### Task item
Return every line in the entries below where the word "backed" shows up.

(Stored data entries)
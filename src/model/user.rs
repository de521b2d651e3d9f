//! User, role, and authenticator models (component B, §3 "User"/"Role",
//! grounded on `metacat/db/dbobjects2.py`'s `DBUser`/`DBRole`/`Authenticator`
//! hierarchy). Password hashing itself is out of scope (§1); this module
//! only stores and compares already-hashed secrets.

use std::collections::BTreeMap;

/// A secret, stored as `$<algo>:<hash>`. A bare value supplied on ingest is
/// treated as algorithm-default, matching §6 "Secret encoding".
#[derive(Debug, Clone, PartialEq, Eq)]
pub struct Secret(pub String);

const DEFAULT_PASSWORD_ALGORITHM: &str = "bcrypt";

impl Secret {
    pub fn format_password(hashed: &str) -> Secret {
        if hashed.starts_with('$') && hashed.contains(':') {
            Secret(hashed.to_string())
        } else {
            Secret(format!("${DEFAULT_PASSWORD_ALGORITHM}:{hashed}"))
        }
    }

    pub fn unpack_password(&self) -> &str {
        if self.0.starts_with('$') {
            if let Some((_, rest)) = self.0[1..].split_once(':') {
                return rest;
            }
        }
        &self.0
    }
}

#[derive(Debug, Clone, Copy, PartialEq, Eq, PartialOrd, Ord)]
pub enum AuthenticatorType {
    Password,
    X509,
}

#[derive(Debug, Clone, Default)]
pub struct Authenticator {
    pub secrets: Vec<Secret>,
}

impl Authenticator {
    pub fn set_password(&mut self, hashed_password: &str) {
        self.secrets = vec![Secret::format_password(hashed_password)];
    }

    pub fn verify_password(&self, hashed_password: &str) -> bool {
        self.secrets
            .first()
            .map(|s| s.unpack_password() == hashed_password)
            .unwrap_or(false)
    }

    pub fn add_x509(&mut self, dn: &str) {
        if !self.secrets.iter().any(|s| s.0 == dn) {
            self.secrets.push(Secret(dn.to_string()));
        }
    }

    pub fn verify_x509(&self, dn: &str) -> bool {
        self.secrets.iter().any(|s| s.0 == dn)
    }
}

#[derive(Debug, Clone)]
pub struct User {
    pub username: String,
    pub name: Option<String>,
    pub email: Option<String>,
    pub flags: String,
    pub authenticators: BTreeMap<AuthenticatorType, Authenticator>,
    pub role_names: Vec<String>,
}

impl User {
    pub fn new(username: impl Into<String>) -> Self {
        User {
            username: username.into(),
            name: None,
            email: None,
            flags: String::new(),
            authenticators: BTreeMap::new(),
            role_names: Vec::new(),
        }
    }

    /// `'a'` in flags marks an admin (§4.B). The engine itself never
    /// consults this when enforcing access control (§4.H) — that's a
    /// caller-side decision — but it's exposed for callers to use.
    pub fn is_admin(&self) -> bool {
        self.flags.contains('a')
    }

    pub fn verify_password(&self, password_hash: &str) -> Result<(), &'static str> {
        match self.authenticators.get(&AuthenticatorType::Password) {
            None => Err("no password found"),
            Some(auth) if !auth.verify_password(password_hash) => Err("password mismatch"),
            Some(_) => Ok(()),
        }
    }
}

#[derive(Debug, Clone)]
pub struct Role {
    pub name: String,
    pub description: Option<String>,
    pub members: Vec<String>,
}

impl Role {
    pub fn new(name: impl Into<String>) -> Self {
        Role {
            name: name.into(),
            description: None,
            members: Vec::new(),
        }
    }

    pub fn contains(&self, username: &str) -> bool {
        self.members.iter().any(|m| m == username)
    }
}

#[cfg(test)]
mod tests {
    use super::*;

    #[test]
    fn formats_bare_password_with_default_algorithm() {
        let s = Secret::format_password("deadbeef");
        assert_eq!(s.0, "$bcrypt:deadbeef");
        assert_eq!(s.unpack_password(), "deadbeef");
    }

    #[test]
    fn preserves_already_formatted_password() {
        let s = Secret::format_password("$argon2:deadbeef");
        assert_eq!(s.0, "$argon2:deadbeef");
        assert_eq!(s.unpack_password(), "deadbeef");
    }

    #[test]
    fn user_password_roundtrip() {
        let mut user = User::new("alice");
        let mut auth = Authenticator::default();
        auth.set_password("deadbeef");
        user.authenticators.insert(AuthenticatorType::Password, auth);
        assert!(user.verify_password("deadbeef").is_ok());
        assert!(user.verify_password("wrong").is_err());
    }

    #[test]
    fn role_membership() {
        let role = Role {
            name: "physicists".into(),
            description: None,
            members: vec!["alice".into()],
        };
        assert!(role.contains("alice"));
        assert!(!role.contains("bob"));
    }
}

---

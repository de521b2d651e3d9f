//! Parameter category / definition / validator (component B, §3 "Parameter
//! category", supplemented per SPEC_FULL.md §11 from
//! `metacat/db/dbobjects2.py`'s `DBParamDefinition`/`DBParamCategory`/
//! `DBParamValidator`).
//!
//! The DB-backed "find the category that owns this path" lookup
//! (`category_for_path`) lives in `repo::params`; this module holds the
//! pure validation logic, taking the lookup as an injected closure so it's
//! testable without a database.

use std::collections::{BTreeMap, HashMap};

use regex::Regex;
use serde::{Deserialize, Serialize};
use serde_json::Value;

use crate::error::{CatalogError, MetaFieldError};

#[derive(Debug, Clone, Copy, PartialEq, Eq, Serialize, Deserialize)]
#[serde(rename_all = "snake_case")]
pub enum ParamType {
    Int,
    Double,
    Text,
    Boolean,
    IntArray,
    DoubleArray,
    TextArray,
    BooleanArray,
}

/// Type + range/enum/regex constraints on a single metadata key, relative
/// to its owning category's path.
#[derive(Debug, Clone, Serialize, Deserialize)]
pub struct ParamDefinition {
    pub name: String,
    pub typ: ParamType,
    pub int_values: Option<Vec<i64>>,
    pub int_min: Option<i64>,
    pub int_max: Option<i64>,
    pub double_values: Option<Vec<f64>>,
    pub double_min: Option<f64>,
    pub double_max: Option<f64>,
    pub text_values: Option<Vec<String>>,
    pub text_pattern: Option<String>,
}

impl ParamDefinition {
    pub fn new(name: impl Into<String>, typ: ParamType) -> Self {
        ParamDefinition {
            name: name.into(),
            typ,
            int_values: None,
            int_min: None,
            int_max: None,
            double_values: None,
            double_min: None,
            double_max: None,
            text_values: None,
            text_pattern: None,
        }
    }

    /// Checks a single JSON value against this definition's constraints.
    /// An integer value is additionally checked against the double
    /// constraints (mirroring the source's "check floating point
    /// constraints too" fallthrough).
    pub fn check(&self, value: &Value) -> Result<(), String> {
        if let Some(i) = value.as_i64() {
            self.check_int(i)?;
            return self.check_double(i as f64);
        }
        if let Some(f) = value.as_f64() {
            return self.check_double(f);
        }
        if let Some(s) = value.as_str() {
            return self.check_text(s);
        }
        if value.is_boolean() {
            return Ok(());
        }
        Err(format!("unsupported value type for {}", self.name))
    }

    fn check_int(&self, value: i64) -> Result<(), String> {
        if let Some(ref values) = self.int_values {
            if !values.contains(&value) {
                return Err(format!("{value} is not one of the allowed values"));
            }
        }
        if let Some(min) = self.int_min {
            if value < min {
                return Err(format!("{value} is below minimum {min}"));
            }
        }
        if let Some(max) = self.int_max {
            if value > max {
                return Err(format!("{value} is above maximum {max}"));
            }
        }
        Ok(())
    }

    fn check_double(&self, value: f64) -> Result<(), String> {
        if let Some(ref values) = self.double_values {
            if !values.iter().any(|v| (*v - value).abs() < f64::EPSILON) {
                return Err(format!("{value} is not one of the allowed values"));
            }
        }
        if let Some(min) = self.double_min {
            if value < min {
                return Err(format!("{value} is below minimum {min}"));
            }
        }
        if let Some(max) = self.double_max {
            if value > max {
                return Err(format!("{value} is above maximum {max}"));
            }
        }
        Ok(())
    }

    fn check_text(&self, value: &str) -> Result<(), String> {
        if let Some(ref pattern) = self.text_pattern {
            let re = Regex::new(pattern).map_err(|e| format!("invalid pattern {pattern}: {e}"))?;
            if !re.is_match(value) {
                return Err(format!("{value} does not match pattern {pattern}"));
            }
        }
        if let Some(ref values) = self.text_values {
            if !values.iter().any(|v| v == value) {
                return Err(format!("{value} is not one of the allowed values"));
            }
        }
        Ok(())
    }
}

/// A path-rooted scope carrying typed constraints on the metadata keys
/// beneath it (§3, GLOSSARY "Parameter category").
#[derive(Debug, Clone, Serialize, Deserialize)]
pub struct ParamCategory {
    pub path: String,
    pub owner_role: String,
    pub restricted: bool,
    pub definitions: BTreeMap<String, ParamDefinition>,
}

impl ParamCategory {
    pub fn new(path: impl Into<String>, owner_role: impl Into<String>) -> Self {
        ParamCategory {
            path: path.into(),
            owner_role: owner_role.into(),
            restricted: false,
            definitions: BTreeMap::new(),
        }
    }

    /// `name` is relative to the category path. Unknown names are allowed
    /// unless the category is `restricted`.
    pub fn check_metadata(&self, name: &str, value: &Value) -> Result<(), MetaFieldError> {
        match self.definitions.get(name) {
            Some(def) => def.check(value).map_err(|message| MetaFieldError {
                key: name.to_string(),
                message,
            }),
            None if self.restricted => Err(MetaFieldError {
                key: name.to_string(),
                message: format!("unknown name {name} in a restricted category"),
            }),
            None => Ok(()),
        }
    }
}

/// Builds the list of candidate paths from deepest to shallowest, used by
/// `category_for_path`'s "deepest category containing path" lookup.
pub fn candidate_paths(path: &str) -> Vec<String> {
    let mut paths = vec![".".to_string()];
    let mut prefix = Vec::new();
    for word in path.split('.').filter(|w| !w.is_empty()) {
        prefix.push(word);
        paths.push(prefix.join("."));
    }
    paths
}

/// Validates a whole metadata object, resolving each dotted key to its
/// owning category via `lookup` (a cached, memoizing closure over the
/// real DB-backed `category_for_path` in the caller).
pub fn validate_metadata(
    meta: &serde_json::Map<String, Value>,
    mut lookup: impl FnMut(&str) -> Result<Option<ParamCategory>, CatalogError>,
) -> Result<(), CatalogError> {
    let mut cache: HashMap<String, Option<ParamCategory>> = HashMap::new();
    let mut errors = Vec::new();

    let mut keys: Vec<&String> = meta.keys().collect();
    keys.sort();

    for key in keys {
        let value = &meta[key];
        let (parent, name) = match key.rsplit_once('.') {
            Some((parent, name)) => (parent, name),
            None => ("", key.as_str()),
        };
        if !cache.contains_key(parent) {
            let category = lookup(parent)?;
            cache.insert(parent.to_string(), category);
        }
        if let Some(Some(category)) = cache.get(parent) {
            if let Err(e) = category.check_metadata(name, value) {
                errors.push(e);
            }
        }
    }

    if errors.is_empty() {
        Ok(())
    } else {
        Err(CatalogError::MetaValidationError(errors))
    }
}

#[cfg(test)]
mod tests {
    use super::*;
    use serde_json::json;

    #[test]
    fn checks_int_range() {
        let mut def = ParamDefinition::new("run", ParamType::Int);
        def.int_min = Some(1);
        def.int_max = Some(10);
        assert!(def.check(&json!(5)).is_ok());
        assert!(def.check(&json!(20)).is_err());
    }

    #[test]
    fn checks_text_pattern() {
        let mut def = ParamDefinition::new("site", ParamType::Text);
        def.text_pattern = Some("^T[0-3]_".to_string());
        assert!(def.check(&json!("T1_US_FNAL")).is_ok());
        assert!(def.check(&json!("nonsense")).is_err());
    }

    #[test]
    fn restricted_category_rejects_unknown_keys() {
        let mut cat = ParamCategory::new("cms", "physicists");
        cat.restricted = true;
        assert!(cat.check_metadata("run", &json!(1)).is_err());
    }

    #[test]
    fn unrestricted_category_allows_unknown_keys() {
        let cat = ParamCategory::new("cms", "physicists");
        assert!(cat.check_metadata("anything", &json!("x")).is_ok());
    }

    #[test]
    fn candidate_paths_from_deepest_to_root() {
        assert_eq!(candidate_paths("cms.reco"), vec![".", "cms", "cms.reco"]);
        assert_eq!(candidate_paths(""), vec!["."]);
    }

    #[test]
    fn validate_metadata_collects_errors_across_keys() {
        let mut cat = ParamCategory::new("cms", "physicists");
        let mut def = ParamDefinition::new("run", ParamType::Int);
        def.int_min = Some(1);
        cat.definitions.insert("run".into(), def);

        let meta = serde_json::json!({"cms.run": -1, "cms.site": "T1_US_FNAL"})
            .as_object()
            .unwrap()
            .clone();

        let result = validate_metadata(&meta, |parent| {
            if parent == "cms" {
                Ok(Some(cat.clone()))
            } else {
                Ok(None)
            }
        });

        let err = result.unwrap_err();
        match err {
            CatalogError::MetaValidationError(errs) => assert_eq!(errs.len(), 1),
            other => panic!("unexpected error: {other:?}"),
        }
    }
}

### Task answer
//! The DB-backed "find the category that owns this path" lookup
/// real DB-backed `category_for_path` in the caller).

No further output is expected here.